1920 novel by H. C. McNeile

Bull-dog Drummond (later Bulldog Drummond) was the first Bulldog Drummond novel, written by H. C. McNeile under the pen name Sapper. Following serialisation in Hutchinson's Story Magazine from September 1919 to July 1920 under the title "Bull-Dog Drummond, D.S.O., M.C.", the book was published in 1920. The book included a Prologue that was absent from the serialisation. In 1921 it was adapted into a play of the same title starring Gerald du Maurier.

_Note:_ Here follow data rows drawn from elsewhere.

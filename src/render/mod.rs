//! Map rendering: viewport transform, color blending and rasterization.

pub mod canvas;
pub mod color;
pub mod raster;
pub mod viewport;

pub use canvas::Canvas;
pub use color::Rgba;
pub use raster::Rasterizer;
pub use viewport::Viewport;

In 1929, the book was adapted into a film of the same name starring Ronald Coleman.

==Plot==

The novel begins with ex-British Army Captain Hugh "Bulldog" Drummond, DSO, MC, a wealthy former World War I officer of the Loamshire Regiment, dashing and strong, but not handsome, placing an advertisement in The Times stating his desire for an adventure. He receives a reply from a young woman, concerned about some business acquaintances of her father. It turns out that her father is being blackmailed by archvillain Carl Peterson who is attempting to organise a coup d'état to enable a pro-communist takeover of Britain. This is being done for financial gain as Peterson is being paid by wealthy foreigners who will profit from this.

Drummond is captured several times, and manages to escape several times, before eventually defeating Peterson and his henchmen, with the aid of ex-army friends.